Wagholikar Amol, Zuccon Guido, Nguyen Anthony, Chu Kevin, Martin Shane, Lai Kim, Greenslade Jaimi
The Australian e-Health Research Centre, Brisbane, CSIRO.
Australas Med J. 2013 May 30;6(5):301-7. doi: 10.4066/AMJ.2013.1651. Print 2013.
Timely diagnosis and reporting of patient symptoms in hospital emergency departments (ED) is a critical component of health services delivery. However, due to dispersed information resources and a vast amount of manual processing of unstructured information, accurate point-of-care diagnosis is often difficult.

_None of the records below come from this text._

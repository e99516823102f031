//! Overlay daemon skeleton
//!
//! Wires the overlay against an in-memory chain view and a null transport.
//! A production node replaces both through `ChainView` and `Outbound`.

use clap::Parser;
use meridian_core::{ChainState, Network, Params, SystemClock};
use meridian_crypto::KeyPair;
use meridian_overlay::active::{ActiveOptions, NoWallet};
use meridian_overlay::config::ServiceNodeConfig;
use meridian_overlay::outbound::NullOutbound;
use meridian_overlay::store::Store;
use meridian_overlay::{OverlayContext, ServiceNodeSettings};
use std::net::SocketAddr;
use std::path::PathBuf;
use std::sync::Arc;
use tracing::{error, info, warn};

#[derive(Parser, Debug)]
#[command(name = "meridiand", about = "Meridian service-node overlay daemon")]
struct Args {
    /// Network to run on
    #[arg(long, default_value = "mainnet")]
    network: String,

    /// Accept inbound connections (required to run a service node)
    #[arg(long, default_value_t = true)]
    listen: bool,

    /// Preferred external address (IP:port)
    #[arg(long)]
    externalip: Option<SocketAddr>,

    /// Opt in to running as a service node
    #[arg(long, default_value_t = false)]
    service_node: bool,

    /// Hex secret of the service-node key
    #[arg(long)]
    service_node_private_key: Option<String>,

    /// Path to servicenode.conf
    #[arg(long)]
    service_node_config: Option<PathBuf>,

    /// State directory
    #[arg(long, default_value = ".meridian")]
    data_dir: PathBuf,
}

fn parse_network(name: &str) -> Option<Network> {
    match name {
        "mainnet" => Some(Network::Mainnet),
        "testnet" => Some(Network::Testnet),
        "regtest" => Some(Network::Regtest),
        _ => None,
    }
}

#[tokio::main]
async fn main() {
    tracing_subscriber::fmt()
        .with_env_filter(
            tracing_subscriber::EnvFilter::try_from_default_env()
                .unwrap_or_else(|_| "info".into()),
        )
        .init();

    let args = Args::parse();
    let Some(network) = parse_network(&args.network) else {
        error!(network = %args.network, "unknown network");
        std::process::exit(1);
    };
    let params = Params::new(network);

    let service_node = if args.service_node {
        let key = match &args.service_node_private_key {
            Some(secret) => match KeyPair::from_secret_hex(secret) {
                Ok(key) => key,
                Err(err) => {
                    error!(error = %err, "invalid service node key");
                    std::process::exit(1);
                }
            },
            None => {
                error!("service_node=1 requires service_node_private_key");
                std::process::exit(1);
            }
        };
        let mut options = ActiveOptions {
            listen: args.listen,
            external_address: args.externalip,
            collateral_txid: None,
            collateral_index: None,
        };
        if let Some(path) = &args.service_node_config {
            match ServiceNodeConfig::load(path) {
                Ok(config) => {
                    if let Some(entry) = config.entries.first() {
                        info!(alias = %entry.alias, "using servicenode.conf entry");
                        options.external_address = Some(entry.address);
                        options.collateral_txid = Some(entry.collateral_txid);
                        options.collateral_index = Some(entry.collateral_index);
                    }
                }
                Err(err) => {
                    error!(error = %err, "failed to read servicenode.conf");
                    std::process::exit(1);
                }
            }
        }
        Some(ServiceNodeSettings {
            node_key: key,
            options,
            wallet: Arc::new(NoWallet),
        })
    } else {
        None
    };

    let chain = Arc::new(ChainState::new());
    let context = OverlayContext::new(
        Arc::new(SystemClock),
        chain,
        params,
        Arc::new(NullOutbound),
        service_node,
    );

    let store = match Store::open(&args.data_dir) {
        Ok(store) => store,
        Err(err) => {
            error!(error = %err, "cannot open data directory");
            std::process::exit(1);
        }
    };
    if let Err(err) = context.load_state(&store).await {
        warn!(error = %err, "starting with empty overlay state");
    }

    info!(network = %args.network, "meridian overlay starting");
    let driver = {
        let context = context.clone();
        tokio::spawn(async move { context.run_ticks().await })
    };

    if tokio::signal::ctrl_c().await.is_err() {
        warn!("signal handler unavailable, exiting");
    }
    info!("shutting down");
    context.request_shutdown();
    let _ = driver.await;

    if let Err(err) = context.save_state(&store).await {
        error!(error = %err, "failed to persist overlay state");
    }
}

The aim of this research is to report initial experimental evaluation of a clinician-informed automated method for the issue of initial misdiagnoses associated with delayed receipt of unstructured radiology reports.
A method was developed that resembles clinical reasoning for identifying limb abnormalities. The method consists of a gazetteer of keywords related to radiological findings; the method classifies an X-ray report as abnormal if it contains evidence contained in the gazetteer. A set of 99 narrative reports of radiological findings was sourced from a tertiary hospital. Reports were manually assessed by two clinicians and discrepancies were validated by a third expert ED clinician; the final manual classification generated by the expert ED clinician was used as ground truth to empirically evaluate the approach.
The automated method that attempts to individuate limb abnormalities by searching for keywords expressed by clinicians achieved an F-measure of 0.80 and an accuracy of 0.80.
While the automated clinician-driven method achieved promising performances, a number of avenues for improvement were identified using advanced natural language processing (NLP) and machine learning techniques.
在医院急诊科及时诊断和报告患者症状是医疗服务提供的关键组成部分。然而,由于信息资源分散以及大量非结构化信息的人工处理,即时医疗诊断往往困难重重。
本研究的目的是报告一种由临床医生提供信息的自动化方法的初步实验评估,该方法用于解决与非结构化放射学报告延迟接收相关的初始误诊问题。
开发了一种类似于临床推理的方法来识别肢体异常。该方法由一个与放射学发现相关的关键词词典组成;如果X射线报告包含词典中的证据,则将其分类为异常。从一家三级医院获取了一组99份放射学发现的叙述性报告。由两名临床医生进行人工评估,并由第三位急诊科专家临床医生验证差异;由急诊科专家临床医生生成的最终人工分类用作实际评估该方法的基本事实。
通过搜索临床医生表达的关键词来试图识别肢体异常的自动化方法,F值为0.80,准确率为0.80。
虽然由临床医生驱动的自动化方法取得了不错的性能,但使用先进的自然语言处理(NLP)和机器学习技术确定了一些改进途径。